Task directions: Each entry that follows should be retyped in full and exactly.

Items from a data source
%%

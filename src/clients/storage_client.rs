/// 讲义保存 API 客户端
use futures::future::{BoxFuture, FutureExt};
use tracing::{debug, warn};

use crate::config::Config;
use crate::error::ApiError;
use crate::infrastructure::ApiTransport;
use crate::services::{PersistenceService, StoreLectureRequest};

/// 讲义保存客户端
pub struct HttpPersistenceService {
    transport: ApiTransport,
    path: String,
}

impl HttpPersistenceService {
    /// 创建新的保存客户端
    pub fn new(transport: ApiTransport, config: &Config) -> Self {
        Self::with_path(transport, config.store_path.clone())
    }

    pub fn with_path(transport: ApiTransport, path: impl Into<String>) -> Self {
        Self {
            transport,
            path: path.into(),
        }
    }

    async fn request(&self, payload: &StoreLectureRequest) -> Result<(), ApiError> {
        debug!(
            "保存讲义 Payload: topic={}, title={}, content={} 字节",
            payload.topic,
            payload.title,
            payload.content.len()
        );

        let response = self.transport.post_json(&self.path, payload).await?;

        if !response.is_success() {
            warn!("保存接口返回非成功状态: {}", response.status);
            return Err(ApiError::BadStatus {
                endpoint: self.path.clone(),
                status: response.status,
            });
        }

        Ok(())
    }
}

impl PersistenceService for HttpPersistenceService {
    fn store<'a>(&'a self, request: &'a StoreLectureRequest) -> BoxFuture<'a, Result<(), ApiError>> {
        self.request(request).boxed()
    }
}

%%

Solution to the exercise:
filename src/clients/storage_client.rs
/// 讲义保存 API 客户端
use futures::future::{BoxFuture, FutureExt};
use tracing::{debug, warn};

use crate::config::Config;
use crate::error::ApiError;
use crate::infrastructure::ApiTransport;
use crate::services::{PersistenceService, StoreLectureRequest};

/// 讲义保存客户端
pub struct HttpPersistenceService {
    transport: ApiTransport,
    path: String,
}

impl HttpPersistenceService {
    /// 创建新的保存客户端
    pub fn new(transport: ApiTransport, config: &Config) -> Self {
        Self::with_path(transport, config.store_path.clone())
    }

    pub fn with_path(transport: ApiTransport, path: impl Into<String>) -> Self {
        Self {
            transport,
            path: path.into(),
        }
    }

    async fn request(&self, payload: &StoreLectureRequest) -> Result<(), ApiError> {
        debug!(
            "保存讲义 Payload: topic={}, title={}, content={} 字节",
            payload.topic,
            payload.title,
            payload.content.len()
        );

        let response = self.transport.post_json(&self.path, payload).await?;

        if !response.is_success() {
            warn!("保存接口返回非成功状态: {}", response.status);
            return Err(ApiError::BadStatus {
                endpoint: self.path.clone(),
                status: response.status,
            });
        }

        Ok(())
    }
}

impl PersistenceService for HttpPersistenceService {
    fn store<'a>(&'a self, request: &'a StoreLectureRequest) -> BoxFuture<'a, Result<(), ApiError>> {
        self.request(request).boxed()
    }
}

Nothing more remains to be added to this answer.